Contact: Orie Steele (orie.steele@tradeverifyd.com)
Appendix E. Relationship between RATS Architecture and Verifiable
Credentials
This appendix describes the relationship between the Remote
ATtestation procedureS (RATS) architecture defined in [RFC9334] and
the three-party model used in verifiable credentials.
E.1. Three-Party Verifiable Credentials Model
The verifiable credentials model involves three distinct parties:
* *Issuer*: Creates and signs credentials containing claims about a
subject
* *Holder*: Controls the credential and presents it to verifiers
(the holder is typically the subject of the credential)
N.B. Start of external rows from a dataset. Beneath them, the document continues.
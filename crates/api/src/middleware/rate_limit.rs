//! Rate limiting middleware using governor and `tower_governor`.
//!
//! - `auth_rate_limiter`: login and registration (~10/min per client)
//! - `api_rate_limiter`: everything else under `/api` (~100/min per client)

use std::net::{IpAddr, SocketAddr};
use std::sync::Arc;

use axum::extract::ConnectInfo;
use axum::http::Request;
use governor::clock::QuantaInstant;
use governor::middleware::NoOpMiddleware;
use tower_governor::{GovernorError, GovernorLayer, governor::GovernorConfigBuilder};

/// Proxy headers checked for the client address, most trusted first.
const CLIENT_IP_HEADERS: [&str; 2] = ["x-real-ip", "x-forwarded-for"];

/// Keys requests by client IP.
///
/// Proxy headers win over the socket peer so a reverse proxy does not put
/// every client in one bucket.
#[derive(Clone, Copy)]
pub struct ClientIpKeyExtractor;

impl tower_governor::key_extractor::KeyExtractor for ClientIpKeyExtractor {
    type Key = IpAddr;

    fn extract<T>(&self, req: &Request<T>) -> Result<Self::Key, GovernorError> {
        let headers = req.headers();
        for name in CLIENT_IP_HEADERS {
            // First hop of a forwarded chain.
            if let Some(ip) = headers
                .get(name)
                .and_then(|v| v.to_str().ok())
                .and_then(|s| s.split(',').next())
                .and_then(|s| s.trim().parse::<IpAddr>().ok())
            {
                return Ok(ip);
            }
        }

        req.extensions()
            .get::<ConnectInfo<SocketAddr>>()
            .map(|ConnectInfo(addr)| addr.ip())
            .ok_or(GovernorError::UnableToExtractKey)
    }
}

/// Rate limiter layer type for Axum.
pub type RateLimiterLayer =
    GovernorLayer<ClientIpKeyExtractor, NoOpMiddleware<QuantaInstant>, axum::body::Body>;

fn limiter(replenish_every_secs: u64, burst: u32) -> Option<RateLimiterLayer> {
    let config = GovernorConfigBuilder::default()
        .key_extractor(ClientIpKeyExtractor)
        .per_second(replenish_every_secs)
        .burst_size(burst)
        .finish()?;
    Some(GovernorLayer::new(Arc::new(config)))
}

/// Auth endpoints: one request every 6 seconds, burst of 5.
///
/// # Panics
///
/// Never in practice: `GovernorConfigBuilder` only rejects zero periods or
/// bursts.
#[must_use]
#[allow(clippy::expect_used)]
pub fn auth_rate_limiter() -> RateLimiterLayer {
    limiter(6, 5).expect("non-zero auth rate limit")
}

/// General API: one request per second, burst of 100.
///
/// # Panics
///
/// Never in practice: `GovernorConfigBuilder` only rejects zero periods or
/// bursts.
#[must_use]
#[allow(clippy::expect_used)]
pub fn api_rate_limiter() -> RateLimiterLayer {
    limiter(1, 100).expect("non-zero API rate limit")
}

#[cfg(test)]
#[allow(clippy::unwrap_used)]
mod tests {
    use tower_governor::key_extractor::KeyExtractor;

    use super::*;

    fn request(headers: &[(&str, &str)]) -> Request<()> {
        let mut builder = Request::builder().uri("/api/products");
        for (name, value) in headers {
            builder = builder.header(*name, *value);
        }
        builder.body(()).unwrap()
    }

    #[test]
    fn test_forwarded_chain_uses_first_hop() {
        let req = request(&[("x-forwarded-for", "203.0.113.7, 10.0.0.1")]);
        assert_eq!(
            ClientIpKeyExtractor.extract(&req).unwrap(),
            "203.0.113.7".parse::<IpAddr>().unwrap()
        );
    }

    #[test]
    fn test_real_ip_wins() {
        let req = request(&[("x-forwarded-for", "203.0.113.7"), ("x-real-ip", "198.51.100.2")]);
        assert_eq!(
            ClientIpKeyExtractor.extract(&req).unwrap(),
            "198.51.100.2".parse::<IpAddr>().unwrap()
        );
    }

    #[test]
    fn test_falls_back_to_peer() {
        let mut req = request(&[]);
        assert!(ClientIpKeyExtractor.extract(&req).is_err());

        let peer: SocketAddr = "192.0.2.10:51000".parse().unwrap();
        req.extensions_mut().insert(ConnectInfo(peer));
        assert_eq!(ClientIpKeyExtractor.extract(&req).unwrap(), peer.ip());
    }

    #[test]
    fn test_limiters_build() {
        let _ = auth_rate_limiter();
        let _ = api_rate_limiter();
    }
}
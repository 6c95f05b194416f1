//! Database migration command.
//!
//! Migrations live in `crates/api/migrations/` and are embedded at compile
//! time.

use thiserror::Error;

use super::ConnectError;

#[derive(Debug, Error)]
pub enum MigrationError {
    #[error(transparent)]
    Connect(#[from] ConnectError),

    #[error("Migration error: {0}")]
    Migration(#[from] sqlx::migrate::MigrateError),
}

/// Apply every pending migration.
///
/// # Errors
///
/// Returns an error if the database is unreachable or a migration fails.
pub async fn run() -> Result<(), MigrationError> {
    let pool = super::connect().await?;

    tracing::info!("Running migrations...");
    sqlx::migrate!("../api/migrations").run(&pool).await?;

    tracing::info!("Migrations complete!");
    Ok(())
}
* *Verifier*: Receives and validates presented credentials to make
authorization or access decisions. In this appendix we refer to
this role as a *Credential Verifier*
In SD-CWT, these roles are explicitly represented: the Issuer signs
claims using an Assertion Key (Section 2), the Holder controls the
credential and creates presentations using a Confirmation Key, and
the Verifier validates both the Issuer's signature over the
credential and the Holder's signature over the presentation (key
binding token).
E.2. RATS Architecture Roles
The RATS architecture defines the following key roles:
* *Attester*: Produces Evidence about its own trustworthiness and
operational state
* *Endorser*: Provides Endorsements about an Attester (typically a
manufacturer)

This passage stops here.